There’s no specific timetable as to when he’ll be back on the floor, and Sullinger is cool with that plan. 

“I don’t know. They’re hiding the protocol from me so I won’t rush; we’ll see,” said Sullinger who is still in a walking boot. 

The 6-foot-9 forward played well in the preseason and solidified himself as the team’s starting power forward. 

Now that he’s out with another injury, he’ll have to once again try and prove himself either later this season when he returns, or this summer when he becomes a free agent again.

For now, Sullinger is happy to be back in town, seeing lots of familiar faces, friends and ex-teammates that he says he still keeps in close contact with. 

“Some of these guys I considered like brothers to me,” Sullinger said. “IT (Isaiah Thomas), Jae Crowder to name a few. So I watch from a distance, I support from a distance. They’re playing well.”

In addition to his former teammates, the lines of communication remained open between him and Celtics head coach Brad Stevens as well. 
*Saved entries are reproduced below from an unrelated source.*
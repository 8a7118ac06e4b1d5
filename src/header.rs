//! Fixed 0x48-byte save header.
//!
//! ```text
//! 0x00  u32  magic                 "BCPS"
//! 0x04  u32  version               1
//! 0x08  u64  part_table_offset     0x48
//! 0x10  u64  unknown
//! 0x18  i64  part_table_end        pad16(0x48 + 4 * part_count)
//! 0x20  u64  total_save_size
//! 0x28  u64  unknown2
//! 0x30  u64  part_size
//! 0x38  u64  unknown4
//! 0x40  u32  flags
//! 0x44  u32  save_compression_type
//! ```
//!
//! All fields are little-endian with no gaps between them.

use byteorder::{LittleEndian, ReadBytesExt, WriteBytesExt};
use serde::Serialize;
use std::io::{self, Cursor, Write};

use crate::error::SaveError;
use crate::pad::pad16_i64;

/// `b"BCPS"` read as a little-endian u32.
pub const MAGIC: u32 = 0x5350_4342;
pub const VERSION: u32 = 1;
pub const HEADER_SIZE: usize = 0x48;
/// The part table always starts right after the header.
pub const PART_TABLE_OFFSET: u64 = HEADER_SIZE as u64;
/// Size of one part table entry.
pub const TABLE_ENTRY_SIZE: usize = 4;

#[derive(Debug, Clone, Copy, PartialEq, Eq, Serialize)]
pub struct SaveHeader {
    pub magic:                 u32,
    pub version:               u32,
    pub part_table_offset:     u64,
    pub unknown:               u64,
    pub part_table_end:        i64,
    pub total_save_size:       u64,
    pub unknown2:              u64,
    pub part_size:             u64,
    pub unknown4:              u64,
    pub flags:                 u32,
    pub save_compression_type: u32,
}

impl SaveHeader {
    /// A valid header with every opaque field zeroed. `part_table_end` is
    /// filled in for the part count implied by the two sizes, and left at 0
    /// when that count is invalid or its table end does not fit an `i64`.
    pub fn new(total_save_size: u64, part_size: u64) -> Self {
        let mut header = Self {
            magic:                 MAGIC,
            version:               VERSION,
            part_table_offset:     PART_TABLE_OFFSET,
            unknown:               0,
            part_table_end:        0,
            total_save_size,
            unknown2:              0,
            part_size,
            unknown4:              0,
            flags:                 0,
            save_compression_type: 0,
        };
        let table_end = header
            .expected_part_count()
            .ok()
            .and_then(|count| usize::try_from(count).ok())
            .and_then(Self::table_end_for);
        if let Some(table_end) = table_end {
            header.part_table_end = table_end;
        }
        header
    }

    /// Aligned end of the part table for `part_count` entries, or `None` if
    /// it does not fit an `i64`.
    pub fn table_end_for(part_count: usize) -> Option<i64> {
        let table_len = part_count.checked_mul(TABLE_ENTRY_SIZE)?;
        let end = i64::try_from(table_len).ok()?.checked_add(PART_TABLE_OFFSET as i64)?;
        pad16_i64(end)
    }

    /// Number of part table entries: `ceil(total_save_size / part_size)`.
    pub fn expected_part_count(&self) -> Result<u64, SaveError> {
        match (self.total_save_size, self.part_size) {
            (0, _) => Ok(0),
            (total, 0) => Err(SaveError::InvalidPartSize { part_size: 0, total_save_size: total }),
            (total, size) => Ok(total.div_ceil(size)),
        }
    }

    /// Copy of this header with `part_table_end` recomputed for `part_count`.
    pub fn with_table_end(&self, part_count: usize) -> Result<Self, SaveError> {
        let part_table_end = Self::table_end_for(part_count)
            .ok_or(SaveError::TableTooLarge { part_count })?;
        Ok(Self { part_table_end, ..*self })
    }

    pub fn write<W: Write>(&self, mut writer: W) -> io::Result<()> {
        writer.write_u32::<LittleEndian>(self.magic)?;
        writer.write_u32::<LittleEndian>(self.version)?;
        writer.write_u64::<LittleEndian>(self.part_table_offset)?;
        writer.write_u64::<LittleEndian>(self.unknown)?;
        writer.write_i64::<LittleEndian>(self.part_table_end)?;
        writer.write_u64::<LittleEndian>(self.total_save_size)?;
        writer.write_u64::<LittleEndian>(self.unknown2)?;
        writer.write_u64::<LittleEndian>(self.part_size)?;
        writer.write_u64::<LittleEndian>(self.unknown4)?;
        writer.write_u32::<LittleEndian>(self.flags)?;
        writer.write_u32::<LittleEndian>(self.save_compression_type)?;
        Ok(())
    }

    pub fn to_bytes(&self) -> io::Result<[u8; HEADER_SIZE]> {
        let mut out = Cursor::new([0u8; HEADER_SIZE]);
        self.write(&mut out)?;
        Ok(out.into_inner())
    }

    /// Parse and validate the header at the start of `bytes`.
    pub fn read(bytes: &[u8]) -> Result<Self, SaveError> {
        if bytes.len() < HEADER_SIZE {
            return Err(SaveError::Truncated {
                what:      "header",
                offset:    0,
                needed:    HEADER_SIZE as u64,
                available: bytes.len() as u64,
            });
        }
        let mut reader = Cursor::new(&bytes[..HEADER_SIZE]);

        let magic = reader.read_u32::<LittleEndian>()?;
        if magic != MAGIC {
            return Err(SaveError::BadMagic(magic));
        }
        let version = reader.read_u32::<LittleEndian>()?;
        if version != VERSION {
            return Err(SaveError::UnsupportedVersion(version));
        }
        let part_table_offset = reader.read_u64::<LittleEndian>()?;
        if part_table_offset != PART_TABLE_OFFSET {
            return Err(SaveError::BadTableOffset(part_table_offset));
        }
        Ok(Self {
            magic,
            version,
            part_table_offset,
            unknown:               reader.read_u64::<LittleEndian>()?,
            part_table_end:        reader.read_i64::<LittleEndian>()?,
            total_save_size:       reader.read_u64::<LittleEndian>()?,
            unknown2:              reader.read_u64::<LittleEndian>()?,
            part_size:             reader.read_u64::<LittleEndian>()?,
            unknown4:              reader.read_u64::<LittleEndian>()?,
            flags:                 reader.read_u32::<LittleEndian>()?,
            save_compression_type: reader.read_u32::<LittleEndian>()?,
        })
    }
}

#[cfg(test)]
mod tests {
    use super::*;
    use crate::error::ErrorKind;

    fn sample() -> SaveHeader {
        SaveHeader {
            unknown:               0x1122_3344_5566_7788,
            unknown2:              2,
            unknown4:              4,
            flags:                 0x8000_0001,
            save_compression_type: 3,
            ..SaveHeader::new(0x18000, 0x10000)
        }
    }

    #[test]
    fn layout_is_byte_exact() {
        let bytes = sample().to_bytes().unwrap();
        assert_eq!(&bytes[0x00..0x04], b"BCPS");
        assert_eq!(&bytes[0x04..0x08], &1u32.to_le_bytes());
        assert_eq!(&bytes[0x08..0x10], &0x48u64.to_le_bytes());
        assert_eq!(&bytes[0x10..0x18], &0x1122_3344_5566_7788u64.to_le_bytes());
        assert_eq!(&bytes[0x18..0x20], &0x50i64.to_le_bytes());
        assert_eq!(&bytes[0x20..0x28], &0x18000u64.to_le_bytes());
        assert_eq!(&bytes[0x30..0x38], &0x10000u64.to_le_bytes());
        assert_eq!(&bytes[0x40..0x44], &0x8000_0001u32.to_le_bytes());
        assert_eq!(&bytes[0x44..0x48], &3u32.to_le_bytes());
        assert_eq!(SaveHeader::read(&bytes).unwrap(), sample());
    }

    #[test]
    fn expected_part_count_rounds_up() {
        assert_eq!(SaveHeader::new(0x18000, 0x10000).expected_part_count().unwrap(), 2);
        assert_eq!(SaveHeader::new(0x20000, 0x10000).expected_part_count().unwrap(), 2);
        assert_eq!(SaveHeader::new(1, 0x10000).expected_part_count().unwrap(), 1);
        assert_eq!(SaveHeader::new(0, 0).expected_part_count().unwrap(), 0);
        let err = SaveHeader::new(5, 0).expected_part_count().unwrap_err();
        assert_eq!(err.kind(), ErrorKind::CorruptFormat);
    }

    #[test]
    fn table_end_is_aligned() {
        assert_eq!(SaveHeader::table_end_for(0), Some(0x50));
        assert_eq!(SaveHeader::table_end_for(2), Some(0x50));
        assert_eq!(SaveHeader::table_end_for(3), Some(0x60));
        assert_eq!(SaveHeader::table_end_for(6), Some(0x60));
        assert_eq!(SaveHeader::table_end_for(7), Some(0x70));
    }

    #[test]
    fn oversized_part_count_does_not_overflow() {
        let header = SaveHeader::new(u64::MAX, 1);
        assert_eq!(header.expected_part_count().unwrap(), u64::MAX);
        assert_eq!(header.part_table_end, 0);

        assert_eq!(SaveHeader::table_end_for(usize::MAX), None);
        let err = header.with_table_end(usize::MAX).unwrap_err();
        assert_eq!(err.kind(), ErrorKind::InvalidContainer);
    }

    #[test]
    fn rejects_bad_fields() {
        let mut bytes = sample().to_bytes().unwrap();
        bytes[0] = b'X';
        assert!(matches!(SaveHeader::read(&bytes), Err(SaveError::BadMagic(_))));

        let mut bytes = sample().to_bytes().unwrap();
        bytes[4] = 2;
        assert!(matches!(SaveHeader::read(&bytes), Err(SaveError::UnsupportedVersion(2))));

        let mut bytes = sample().to_bytes().unwrap();
        bytes[8] = 0x50;
        assert!(matches!(SaveHeader::read(&bytes), Err(SaveError::BadTableOffset(0x50))));

        let bytes = sample().to_bytes().unwrap();
        let err = SaveHeader::read(&bytes[..0x40]).unwrap_err();
        assert_eq!(err.kind(), ErrorKind::TruncatedInput);
    }
}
Stevens said the two exchanged text messages right before he had foot surgery, and afterwards. 

“Obviously, everyone here wishes a speedy recovery and hopefully he gets back on the court soon,” Stevens said. 

Sullinger has been an effective player during his time in the NBA, with career averages of 11.1 points and 7.7 rebounds per game. 

But this will be the third time in his five NBA seasons that he will miss a significant amount of time on the court due to an injury or recovering from an injury. 

Stevens acknowledged that he feels for Sullinger who once again has to go through rehabilitation in order to get back on the floor.

“I like Jared a lot,” Stevens said. “He’s a heck of a player, he’s a really smart guy. Got a lot of respect for him and it stinks that he’s got to go through that but he’ll come back strong I’m sure.”